- Assignment:
Look through the data below. Show each line where the string "States" occurs.

##### Supplied information #####

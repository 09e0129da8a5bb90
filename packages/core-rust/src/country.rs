//! ISO 3166-1 alpha-2 country table and the name heuristic used by country
//! fields.

use tracing::debug;

/// `(code, short name)` for every officially assigned ISO 3166-1 alpha-2 code.
pub const COUNTRIES: &[(&str, &str)] = &[
    ("AD", "Andorra"),
    ("AE", "United Arab Emirates"),
    ("AF", "Afghanistan"),
    ("AG", "Antigua and Barbuda"),
    ("AI", "Anguilla"),
    ("AL", "Albania"),
    ("AM", "Armenia"),
    ("AO", "Angola"),
    ("AQ", "Antarctica"),
    ("AR", "Argentina"),
    ("AS", "American Samoa"),
    ("AT", "Austria"),
    ("AU", "Australia"),
    ("AW", "Aruba"),
    ("AX", "Aland Islands"),
    ("AZ", "Azerbaijan"),
    ("BA", "Bosnia and Herzegovina"),
    ("BB", "Barbados"),
    ("BD", "Bangladesh"),
    ("BE", "Belgium"),
    ("BF", "Burkina Faso"),
    ("BG", "Bulgaria"),
    ("BH", "Bahrain"),
    ("BI", "Burundi"),
    ("BJ", "Benin"),
    ("BL", "Saint Barthelemy"),
    ("BM", "Bermuda"),
    ("BN", "Brunei Darussalam"),
    ("BO", "Bolivia"),
    ("BQ", "Bonaire, Sint Eustatius and Saba"),
    ("BR", "Brazil"),
    ("BS", "Bahamas"),
    ("BT", "Bhutan"),
    ("BV", "Bouvet Island"),
    ("BW", "Botswana"),
    ("BY", "Belarus"),
    ("BZ", "Belize"),
    ("CA", "Canada"),
    ("CC", "Cocos (Keeling) Islands"),
    ("CD", "Congo, Democratic Republic of the"),
    ("CF", "Central African Republic"),
    ("CG", "Congo"),
    ("CH", "Switzerland"),
    ("CI", "Cote d'Ivoire"),
    ("CK", "Cook Islands"),
    ("CL", "Chile"),
    ("CM", "Cameroon"),
    ("CN", "China"),
    ("CO", "Colombia"),
    ("CR", "Costa Rica"),
    ("CU", "Cuba"),
    ("CV", "Cabo Verde"),
    ("CW", "Curacao"),
    ("CX", "Christmas Island"),
    ("CY", "Cyprus"),
    ("CZ", "Czechia"),
    ("DE", "Germany"),
    ("DJ", "Djibouti"),
    ("DK", "Denmark"),
    ("DM", "Dominica"),
    ("DO", "Dominican Republic"),
    ("DZ", "Algeria"),
    ("EC", "Ecuador"),
    ("EE", "Estonia"),
    ("EG", "Egypt"),
    ("EH", "Western Sahara"),
    ("ER", "Eritrea"),
    ("ES", "Spain"),
    ("ET", "Ethiopia"),
    ("FI", "Finland"),
    ("FJ", "Fiji"),
    ("FK", "Falkland Islands (Malvinas)"),
    ("FM", "Micronesia, Federated States of"),
    ("FO", "Faroe Islands"),
    ("FR", "France"),
    ("GA", "Gabon"),
    ("GB", "United Kingdom"),
    ("GD", "Grenada"),
    ("GE", "Georgia"),
    ("GF", "French Guiana"),
    ("GG", "Guernsey"),
    ("GH", "Ghana"),
    ("GI", "Gibraltar"),
    ("GL", "Greenland"),
    ("GM", "Gambia"),
    ("GN", "Guinea"),
    ("GP", "Guadeloupe"),
    ("GQ", "Equatorial Guinea"),
    ("GR", "Greece"),
    ("GS", "South Georgia and the South Sandwich Islands"),
    ("GT", "Guatemala"),
    ("GU", "Guam"),
    ("GW", "Guinea-Bissau"),
    ("GY", "Guyana"),
    ("HK", "Hong Kong"),
    ("HM", "Heard Island and McDonald Islands"),
    ("HN", "Honduras"),
    ("HR", "Croatia"),
    ("HT", "Haiti"),
    ("HU", "Hungary"),
    ("ID", "Indonesia"),
    ("IE", "Ireland"),
    ("IL", "Israel"),
    ("IM", "Isle of Man"),
    ("IN", "India"),
    ("IO", "British Indian Ocean Territory"),
    ("IQ", "Iraq"),
    ("IR", "Iran"),
    ("IS", "Iceland"),
    ("IT", "Italy"),
    ("JE", "Jersey"),
    ("JM", "Jamaica"),
    ("JO", "Jordan"),
    ("JP", "Japan"),
    ("KE", "Kenya"),
    ("KG", "Kyrgyzstan"),
    ("KH", "Cambodia"),
    ("KI", "Kiribati"),
    ("KM", "Comoros"),
    ("KN", "Saint Kitts and Nevis"),
    ("KP", "Korea, Democratic People's Republic of"),
    ("KR", "Korea, Republic of"),
    ("KW", "Kuwait"),
    ("KY", "Cayman Islands"),
    ("KZ", "Kazakhstan"),
    ("LA", "Lao People's Democratic Republic"),
    ("LB", "Lebanon"),
    ("LC", "Saint Lucia"),
    ("LI", "Liechtenstein"),
    ("LK", "Sri Lanka"),
    ("LR", "Liberia"),
    ("LS", "Lesotho"),
    ("LT", "Lithuania"),
    ("LU", "Luxembourg"),
    ("LV", "Latvia"),
    ("LY", "Libya"),
    ("MA", "Morocco"),
    ("MC", "Monaco"),
    ("MD", "Moldova"),
    ("ME", "Montenegro"),
    ("MF", "Saint Martin (French part)"),
    ("MG", "Madagascar"),
    ("MH", "Marshall Islands"),
    ("MK", "North Macedonia"),
    ("ML", "Mali"),
    ("MM", "Myanmar"),
    ("MN", "Mongolia"),
    ("MO", "Macao"),
    ("MP", "Northern Mariana Islands"),
    ("MQ", "Martinique"),
    ("MR", "Mauritania"),
    ("MS", "Montserrat"),
    ("MT", "Malta"),
    ("MU", "Mauritius"),
    ("MV", "Maldives"),
    ("MW", "Malawi"),
    ("MX", "Mexico"),
    ("MY", "Malaysia"),
    ("MZ", "Mozambique"),
    ("NA", "Namibia"),
    ("NC", "New Caledonia"),
    ("NE", "Niger"),
    ("NF", "Norfolk Island"),
    ("NG", "Nigeria"),
    ("NI", "Nicaragua"),
    ("NL", "Netherlands"),
    ("NO", "Norway"),
    ("NP", "Nepal"),
    ("NR", "Nauru"),
    ("NU", "Niue"),
    ("NZ", "New Zealand"),
    ("OM", "Oman"),
    ("PA", "Panama"),
    ("PE", "Peru"),
    ("PF", "French Polynesia"),
    ("PG", "Papua New Guinea"),
    ("PH", "Philippines"),
    ("PK", "Pakistan"),
    ("PL", "Poland"),
    ("PM", "Saint Pierre and Miquelon"),
    ("PN", "Pitcairn"),
    ("PR", "Puerto Rico"),
    ("PS", "Palestine, State of"),
    ("PT", "Portugal"),
    ("PW", "Palau"),
    ("PY", "Paraguay"),
    ("QA", "Qatar"),
    ("RE", "Reunion"),
    ("RO", "Romania"),
    ("RS", "Serbia"),
    ("RU", "Russian Federation"),
    ("RW", "Rwanda"),
    ("SA", "Saudi Arabia"),
    ("SB", "Solomon Islands"),
    ("SC", "Seychelles"),
    ("SD", "Sudan"),
    ("SE", "Sweden"),
    ("SG", "Singapore"),
    ("SH", "Saint Helena, Ascension and Tristan da Cunha"),
    ("SI", "Slovenia"),
    ("SJ", "Svalbard and Jan Mayen"),
    ("SK", "Slovakia"),
    ("SL", "Sierra Leone"),
    ("SM", "San Marino"),
    ("SN", "Senegal"),
    ("SO", "Somalia"),
    ("SR", "Suriname"),
    ("SS", "South Sudan"),
    ("ST", "Sao Tome and Principe"),
    ("SV", "El Salvador"),
    ("SX", "Sint Maarten (Dutch part)"),
    ("SY", "Syrian Arab Republic"),
    ("SZ", "Eswatini"),
    ("TC", "Turks and Caicos Islands"),
    ("TD", "Chad"),
    ("TF", "French Southern Territories"),
    ("TG", "Togo"),
    ("TH", "Thailand"),
    ("TJ", "Tajikistan"),
    ("TK", "Tokelau"),
    ("TL", "Timor-Leste"),
    ("TM", "Turkmenistan"),
    ("TN", "Tunisia"),
    ("TO", "Tonga"),
    ("TR", "Turkey"),
    ("TT", "Trinidad and Tobago"),
    ("TV", "Tuvalu"),
    ("TW", "Taiwan"),
    ("TZ", "Tanzania, United Republic of"),
    ("UA", "Ukraine"),
    ("UG", "Uganda"),
    ("UM", "United States Minor Outlying Islands"),
    ("US", "United States"),
    ("UY", "Uruguay"),
    ("UZ", "Uzbekistan"),
    ("VA", "Holy See (Vatican City State)"),
    ("VC", "Saint Vincent and the Grenadines"),
    ("VE", "Venezuela"),
    ("VG", "Virgin Islands, British"),
    ("VI", "Virgin Islands, U.S."),
    ("VN", "Viet Nam"),
    ("VU", "Vanuatu"),
    ("WF", "Wallis and Futuna"),
    ("WS", "Samoa"),
    ("YE", "Yemen"),
    ("YT", "Mayotte"),
    ("ZA", "South Africa"),
    ("ZM", "Zambia"),
    ("ZW", "Zimbabwe"),
];

/// True if `code` (uppercase) is an assigned alpha-2 code.
#[must_use]
pub fn is_country_code(code: &str) -> bool {
    COUNTRIES.iter().any(|(c, _)| *c == code)
}

/// Short name for an alpha-2 code.
#[must_use]
pub fn country_name(code: &str) -> Option<&'static str> {
    COUNTRIES
        .iter()
        .find(|(c, _)| c.eq_ignore_ascii_case(code))
        .map(|(_, name)| *name)
}

/// Guesses the alpha-2 code a user meant.
///
/// Tries, in order: the input as a code, `USA`, a unique case-insensitive
/// substring match against country names, and an exact name match among
/// several candidates. Falls back to the uppercased input.
#[must_use]
pub fn heuristicate(value: &str) -> String {
    let trimmed = value.trim();
    if trimmed.is_empty() {
        return trimmed.to_string();
    }
    let upper = trimmed.to_uppercase();
    if is_country_code(&upper) {
        return upper;
    }
    if upper == "USA" {
        return "US".to_string();
    }

    let needle = trimmed.to_lowercase();
    let matches: Vec<(&str, &str)> = COUNTRIES
        .iter()
        .filter(|(_, name)| name.to_lowercase().contains(&needle))
        .copied()
        .collect();
    match matches.as_slice() {
        [(code, _)] => (*code).to_string(),
        [] => {
            debug!(input = trimmed, "no country name matches");
            upper
        }
        several => several
            .iter()
            .find(|(_, name)| name.eq_ignore_ascii_case(trimmed))
            .map_or_else(
                || {
                    debug!(input = trimmed, candidates = several.len(), "ambiguous country name");
                    upper.clone()
                },
                |(code, _)| (*code).to_string(),
            ),
    }
}

#[cfg(test)]
mod tests {
    use super::*;

    #[test]
    fn codes_are_unique_and_sorted() {
        for pair in COUNTRIES.windows(2) {
            assert!(pair[0].0 < pair[1].0, "{} !< {}", pair[0].0, pair[1].0);
        }
        assert_eq!(COUNTRIES.len(), 249);
    }

    #[test]
    fn direct_codes_and_usa() {
        assert_eq!(heuristicate("gb"), "GB");
        assert_eq!(heuristicate("usa"), "US");
        assert_eq!(heuristicate(" us "), "US");
    }

    #[test]
    fn unique_substring_match() {
        assert_eq!(heuristicate("United Kingdom"), "GB");
        assert_eq!(heuristicate("germ"), "DE");
    }

    #[test]
    fn exact_name_breaks_ties() {
        // Also matches Equatorial Guinea, Guinea-Bissau and Papua New Guinea.
        assert_eq!(heuristicate("guinea"), "GN");
        assert_eq!(heuristicate("United States"), "US");
    }

    #[test]
    fn unknown_input_is_uppercased() {
        assert_eq!(heuristicate("Atlantis"), "ATLANTIS");
        assert_eq!(heuristicate("island"), "ISLAND");
    }

    #[test]
    fn name_lookup() {
        assert_eq!(country_name("fr"), Some("France"));
        assert_eq!(country_name("XX"), None);
    }
}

#####

- Solution to this task:
    ("FM", "Micronesia, Federated States of"),
    ("UM", "United States Minor Outlying Islands"),
    ("US", "United States"),
        assert_eq!(heuristicate("United States"), "US");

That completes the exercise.